A Campanha da Fraternidade precisa ficar suas raízes na Doutrina Social da Igreja e, acima de tudo, saber discutir as questões sociais respeitando a liberdade do católico em muitos temas nos quais há uma variedade de posições que podem ser adotadas. Um caso é o do mundo do trabalho. A Igreja defende alguns princípios, como o respeito à dignidade humana, a remuneração justa – sei que o conceito de “pecados que bradam aos céus por vingança” anda fora de moda, mas eles existem e “a injustiça para com o assalariado” é um deles –, ou o respeito ao descanso semanal. Disso não há como abrir mão. Mas, respeitados esses princípios, pouco importa se temos CLT, pejotização, terceirização, etc.; aqui há liberdade, e tentar empurrar um único “modelo católico de relação trabalhista” é deturpar a Doutrina Social.
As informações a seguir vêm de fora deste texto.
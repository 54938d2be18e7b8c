//! Extracts a satisfying model from an open branch, one extractor per logic.
//!
//! An extracted model maps each atom/predicate name mentioned on the branch to the truth value
//! the branch's signed literals commit it to. Extraction only reads the branch's literal
//! assertions; it never inspects non-literal formulas, since every non-literal signed formula on
//! an open (and therefore saturated) branch has already been reduced to literals by some rule.

use std::collections::BTreeMap;

use crate::branch::Branch;
use crate::error::EngineError;
use crate::formula::Arena;
use crate::sign::{CplSign, FdeSign, Wk3Sign, WkrqSign};

/// A named truth value assigned to an atom or predicate on an open branch.
#[derive(Debug, Clone, Copy, PartialEq, Eq)]
pub enum Value {
    True,
    False,
    /// Weak Kleene's third value: neither true nor false.
    Undefined,
    /// FDE's "both true and false".
    Both,
    /// FDE's "neither true nor false" (distinct from [`Value::Undefined`]: FDE's `N` does not
    /// carry WK3's "undefined compound" propagation semantics, only an epistemic gap).
    Neither,
    /// wKrQ's epistemic commitment without a truth value: the branch carries `M` ("may be true")
    /// and/or `N` ("need not be true") for this atom but never a classical `T`/`F`. Present in the
    /// model (per spec) so a caller can tell "committed epistemically, no truth value" apart from
    /// an atom the branch never mentions at all.
    Unknown,
}

/// A satisfying assignment extracted from an open branch: atom/predicate name to [`Value`].
///
/// Backed by a [`BTreeMap`] so iteration order (and therefore `Display`/debug output) is
/// deterministic across runs, which matters for reproducible test assertions and logs.
#[derive(Debug, Clone, Default, PartialEq, Eq)]
pub struct Model {
    assignments: BTreeMap<String, Value>,
}

impl Model {
    pub fn get(&self, name: &str) -> Option<Value> {
        self.assignments.get(name).copied()
    }

    pub fn iter(&self) -> impl Iterator<Item = (&str, Value)> {
        self.assignments.iter().map(|(k, v)| (k.as_str(), *v))
    }

    fn insert_if_absent(&mut self, name: &str, value: Value) {
        self.assignments.entry(name.to_string()).or_insert(value);
    }
}

/// Extracts a CPL model: `T:p` → `p = True`, `F:p` → `p = False`.
///
/// The negation of a literal (e.g. `T:¬p`) is folded into the same atom's assignment by
/// `literal_name`'s one-negation strip, so `T:¬p` and `F:p` both assign `p = False`.
///
/// Every atom/predicate interned in `arena` (not just the ones the branch happens to assert) is
/// present in the returned model: per spec.md §4.6, an atom the branch never mentions is
/// defaulted to `False` so the result is a *total* assignment that satisfies every initial
/// formula, not merely the literals a rule happened to derive. This relies on no CPL rule ever
/// interning a new atom mid-derivation, so `arena.atom_names()` after a completed `build()` is
/// exactly the set of atoms the initial formulas mention.
pub fn extract_cpl(branch: &Branch<CplSign>, arena: &Arena) -> Result<Model, EngineError> {
    if branch.is_closed() {
        return Err(EngineError::ModelExtractionFromClosedBranch(branch.branch_id()));
    }
    let mut model = Model::default();
    for sf in branch.signed_formulas() {
        if !arena.is_literal(sf.formula) {
            continue;
        }
        let name = arena.literal_name(sf.formula);
        let negated = matches!(arena.node(sf.formula), crate::formula::FormulaNode::Negation(_));
        let value = match (sf.sign, negated) {
            (CplSign::T, false) | (CplSign::F, true) => Value::True,
            (CplSign::F, false) | (CplSign::T, true) => Value::False,
        };
        model.insert_if_absent(name, value);
    }
    for name in arena.atom_names() {
        model.insert_if_absent(name, Value::False);
    }
    Ok(model)
}

/// Extracts a WK3 model: `T3` → `True`, `F3` → `False`, `U` → `Undefined`.
///
/// Atoms the branch never constrains are defaulted to `Undefined` (a deterministic choice per
/// spec.md §4.6, which leaves the default open as long as it is consistent and reproducible),
/// the same `arena.atom_names()` total-coverage strategy `extract_cpl` uses.
pub fn extract_wk3(branch: &Branch<Wk3Sign>, arena: &Arena) -> Result<Model, EngineError> {
    if branch.is_closed() {
        return Err(EngineError::ModelExtractionFromClosedBranch(branch.branch_id()));
    }
    let mut model = Model::default();
    for sf in branch.signed_formulas() {
        if !arena.is_literal(sf.formula) {
            continue;
        }
        let name = arena.literal_name(sf.formula);
        let negated = matches!(arena.node(sf.formula), crate::formula::FormulaNode::Negation(_));
        let value = match (sf.sign, negated) {
            (Wk3Sign::T3, false) | (Wk3Sign::F3, true) => Value::True,
            (Wk3Sign::F3, false) | (Wk3Sign::T3, true) => Value::False,
            (Wk3Sign::U, _) => Value::Undefined,
        };
        model.insert_if_absent(name, value);
    }
    for name in arena.atom_names() {
        model.insert_if_absent(name, Value::Undefined);
    }
    Ok(model)
}

/// Extracts a wKrQ model.
///
/// `T`/`F` assign definite values exactly as in CPL. An atom that only ever carries `M` and/or
/// `N` (no `T`/`F` assertion reaches it) has no definite classical value on this branch; per
/// spec.md §4.6 it still appears in the model, as [`Value::Unknown`], rather than being left out —
/// the model records that the branch made an epistemic commitment to the atom even though it
/// never pinned down a truth value.
pub fn extract_wkrq(branch: &Branch<WkrqSign>, arena: &Arena) -> Result<Model, EngineError> {
    if branch.is_closed() {
        return Err(EngineError::ModelExtractionFromClosedBranch(branch.branch_id()));
    }
    // Two passes so a definite `T`/`F` always wins over `M`/`N` for the same atom regardless of
    // which signed formula the branch happens to list first.
    let mut definite = Model::default();
    let mut epistemic_only: BTreeMap<String, ()> = BTreeMap::new();
    for sf in branch.signed_formulas() {
        if !arena.is_literal(sf.formula) {
            continue;
        }
        let name = arena.literal_name(sf.formula);
        let negated = matches!(arena.node(sf.formula), crate::formula::FormulaNode::Negation(_));
        match (sf.sign, negated) {
            (WkrqSign::T, false) | (WkrqSign::F, true) => definite.insert_if_absent(name, Value::True),
            (WkrqSign::F, false) | (WkrqSign::T, true) => definite.insert_if_absent(name, Value::False),
            (WkrqSign::M, _) | (WkrqSign::N, _) => {
                epistemic_only.entry(name.to_string()).or_insert(());
            }
        }
    }
    let mut model = definite;
    for name in epistemic_only.into_keys() {
        model.insert_if_absent(&name, Value::Unknown);
    }
    Ok(model)
}

/// Extracts an FDE model. Since FDE branches never close via pairwise contradiction, an atom can
/// legitimately carry both `T` and `F` (or neither) on the same open branch; `T`+`F` together (or
/// a standalone `B`) assign [`Value::Both`], and the complete absence of any of `T`/`F`/`B` for an
/// atom that does carry `N` assigns [`Value::Neither`].
pub fn extract_fde(branch: &Branch<FdeSign>, arena: &Arena) -> Result<Model, EngineError> {
    if branch.is_closed() {
        return Err(EngineError::ModelExtractionFromClosedBranch(branch.branch_id()));
    }
    let mut seen_true: BTreeMap<String, bool> = BTreeMap::new();
    let mut seen_false: BTreeMap<String, bool> = BTreeMap::new();
    let mut seen_neither: BTreeMap<String, bool> = BTreeMap::new();

    for sf in branch.signed_formulas() {
        if !arena.is_literal(sf.formula) {
            continue;
        }
        let name = arena.literal_name(sf.formula).to_string();
        let negated = matches!(arena.node(sf.formula), crate::formula::FormulaNode::Negation(_));
        match (sf.sign, negated) {
            (FdeSign::T, false) | (FdeSign::F, true) => {
                seen_true.insert(name, true);
            }
            (FdeSign::F, false) | (FdeSign::T, true) => {
                seen_false.insert(name, true);
            }
            (FdeSign::B, _) => {
                seen_true.insert(name.clone(), true);
                seen_false.insert(name, true);
            }
            (FdeSign::N, _) => {
                seen_neither.insert(name, true);
            }
        }
    }

    let mut model = Model::default();
    let names: std::collections::BTreeSet<String> = seen_true
        .keys()
        .chain(seen_false.keys())
        .chain(seen_neither.keys())
        .cloned()
        .collect();
    for name in names {
        let is_true = seen_true.contains_key(&name);
        let is_false = seen_false.contains_key(&name);
        let value = match (is_true, is_false) {
            (true, true) => Value::Both,
            (true, false) => Value::True,
            (false, true) => Value::False,
            (false, false) => Value::Neither,
        };
        model.insert_if_absent(&name, value);
    }
    Ok(model)
}

#[cfg(test)]
mod tests {
    use super::*;
    use crate::signed_formula::SignedFormula;

    #[test]
    fn cpl_extraction_reads_positive_and_negative_literals() {
        let mut arena = Arena::new();
        let p = arena.atom("p");
        let q = arena.atom("q");
        let not_q = arena.negation(q);
        let mut branch = Branch::<CplSign>::new(0, None);
        branch.add(SignedFormula::new(CplSign::T, p), &arena);
        branch.add(SignedFormula::new(CplSign::T, not_q), &arena);

        let model = extract_cpl(&branch, &arena).unwrap();
        assert_eq!(model.get("p"), Some(Value::True));
        assert_eq!(model.get("q"), Some(Value::False));
    }

    #[test]
    fn extraction_from_closed_branch_fails_loudly() {
        let mut arena = Arena::new();
        let p = arena.atom("p");
        let mut branch = Branch::<CplSign>::new(0, None);
        branch.add(SignedFormula::new(CplSign::T, p), &arena);
        branch.add(SignedFormula::new(CplSign::F, p), &arena);
        assert!(matches!(
            extract_cpl(&branch, &arena),
            Err(EngineError::ModelExtractionFromClosedBranch(0))
        ));
    }

    #[test]
    fn wk3_extraction_reports_undefined() {
        let mut arena = Arena::new();
        let p = arena.atom("p");
        let mut branch = Branch::<Wk3Sign>::new(0, None);
        branch.add(SignedFormula::new(Wk3Sign::U, p), &arena);
        let model = extract_wk3(&branch, &arena).unwrap();
        assert_eq!(model.get("p"), Some(Value::Undefined));
    }

    #[test]
    fn cpl_extraction_defaults_unmentioned_atoms_to_false() {
        let mut arena = Arena::new();
        let p = arena.atom("p");
        let q = arena.atom("q");
        let _disj = arena.disjunction(p, q);
        let mut branch = Branch::<CplSign>::new(0, None);
        branch.add(SignedFormula::new(CplSign::T, p), &arena);
        let model = extract_cpl(&branch, &arena).unwrap();
        assert_eq!(model.get("p"), Some(Value::True));
        assert_eq!(model.get("q"), Some(Value::False));
    }

    #[test]
    fn wk3_extraction_defaults_unmentioned_atoms_to_undefined() {
        let mut arena = Arena::new();
        let p = arena.atom("p");
        let q = arena.atom("q");
        let _disj = arena.disjunction(p, q);
        let mut branch = Branch::<Wk3Sign>::new(0, None);
        branch.add(SignedFormula::new(Wk3Sign::T3, p), &arena);
        let model = extract_wk3(&branch, &arena).unwrap();
        assert_eq!(model.get("p"), Some(Value::True));
        assert_eq!(model.get("q"), Some(Value::Undefined));
    }

    #[test]
    fn wkrq_extraction_reports_epistemic_only_atoms_as_unknown() {
        let mut arena = Arena::new();
        let p = arena.atom("p");
        let q = arena.atom("q");
        let mut branch = Branch::<WkrqSign>::new(0, None);
        branch.add(SignedFormula::new(WkrqSign::M, p), &arena);
        branch.add(SignedFormula::new(WkrqSign::T, q), &arena);
        let model = extract_wkrq(&branch, &arena).unwrap();
        assert_eq!(model.get("p"), Some(Value::Unknown));
        assert_eq!(model.get("q"), Some(Value::True));
    }

    #[test]
    fn wkrq_extraction_lets_a_definite_sign_win_over_an_epistemic_one() {
        let mut arena = Arena::new();
        let p = arena.atom("p");
        let mut branch = Branch::<WkrqSign>::new(0, None);
        branch.add(SignedFormula::new(WkrqSign::M, p), &arena);
        branch.add(SignedFormula::new(WkrqSign::T, p), &arena);
        let model = extract_wkrq(&branch, &arena).unwrap();
        assert_eq!(model.get("p"), Some(Value::True));
    }

    #[test]
    fn fde_extraction_reports_both_when_t_and_f_coexist() {
        let mut arena = Arena::new();
        let p = arena.atom("p");
        let mut branch = Branch::<FdeSign>::new(0, None);
        branch.add(SignedFormula::new(FdeSign::T, p), &arena);
        branch.add(SignedFormula::new(FdeSign::F, p), &arena);
        assert!(!branch.is_closed());
        let model = extract_fde(&branch, &arena).unwrap();
        assert_eq!(model.get("p"), Some(Value::Both));
    }
}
Em resumo, é preciso fazer com a CF o mesmo que é preciso fazer com as Análises de Conjuntura. E talvez por isso mesmo esta segunda tarefa seja muito mais difícil que uma simples mudança de data para a campanha. Mas, se a Igreja quer ter credibilidade ao participar da reflexão social no Brasil – e ela não pode ficar de fora dessa discussão –, precisará saber falar com firmeza na defesa dos princípios sem impor respostas únicas em temas que aceitam várias possibilidades que respeitem esses princípios. Assim a Campanha da Fraternidade finalmente produzirá menos militantes sociais e mais cristãos conscientes do seu papel de ser sal e luz na sociedade.